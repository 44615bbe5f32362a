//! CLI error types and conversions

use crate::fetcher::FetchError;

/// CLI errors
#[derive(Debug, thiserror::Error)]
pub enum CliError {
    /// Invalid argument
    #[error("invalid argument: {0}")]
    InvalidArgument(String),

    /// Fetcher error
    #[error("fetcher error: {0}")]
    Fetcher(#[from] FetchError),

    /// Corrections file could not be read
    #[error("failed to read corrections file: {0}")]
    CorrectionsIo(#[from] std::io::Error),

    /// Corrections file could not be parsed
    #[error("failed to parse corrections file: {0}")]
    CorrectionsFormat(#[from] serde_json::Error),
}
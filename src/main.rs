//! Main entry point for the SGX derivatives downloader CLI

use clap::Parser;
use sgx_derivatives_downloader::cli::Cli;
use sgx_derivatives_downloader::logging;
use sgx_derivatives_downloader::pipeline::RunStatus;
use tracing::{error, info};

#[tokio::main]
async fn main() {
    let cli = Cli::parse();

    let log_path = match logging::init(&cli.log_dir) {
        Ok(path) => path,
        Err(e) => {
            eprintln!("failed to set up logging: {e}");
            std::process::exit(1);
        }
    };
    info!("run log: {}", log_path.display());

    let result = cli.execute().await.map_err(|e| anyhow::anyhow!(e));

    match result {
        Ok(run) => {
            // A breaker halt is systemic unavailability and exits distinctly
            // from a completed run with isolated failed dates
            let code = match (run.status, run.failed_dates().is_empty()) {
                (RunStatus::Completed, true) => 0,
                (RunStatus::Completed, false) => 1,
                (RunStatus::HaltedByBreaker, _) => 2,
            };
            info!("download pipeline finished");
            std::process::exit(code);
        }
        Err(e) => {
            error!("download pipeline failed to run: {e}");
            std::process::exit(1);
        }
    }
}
————
Nothing but an exact copy of the lines from the first one above through the line holding "let cli = Cli::parse();" should be returned.

### Response to this task
repository 44615bbe5f32362a
//! CLI error types and conversions

use crate::fetcher::FetchError;

/// CLI errors
#[derive(Debug, thiserror::Error)]
pub enum CliError {
    /// Invalid argument
    #[error("invalid argument: {0}")]
    InvalidArgument(String),

    /// Fetcher error
    #[error("fetcher error: {0}")]
    Fetcher(#[from] FetchError),

    /// Corrections file could not be read
    #[error("failed to read corrections file: {0}")]
    CorrectionsIo(#[from] std::io::Error),

    /// Corrections file could not be parsed
    #[error("failed to parse corrections file: {0}")]
    CorrectionsFormat(#[from] serde_json::Error),
}
filename src/main.rs
//! Main entry point for the SGX derivatives downloader CLI

use clap::Parser;
use sgx_derivatives_downloader::cli::Cli;
use sgx_derivatives_downloader::logging;
use sgx_derivatives_downloader::pipeline::RunStatus;
use tracing::{error, info};

#[tokio::main]
async fn main() {
    let cli = Cli::parse();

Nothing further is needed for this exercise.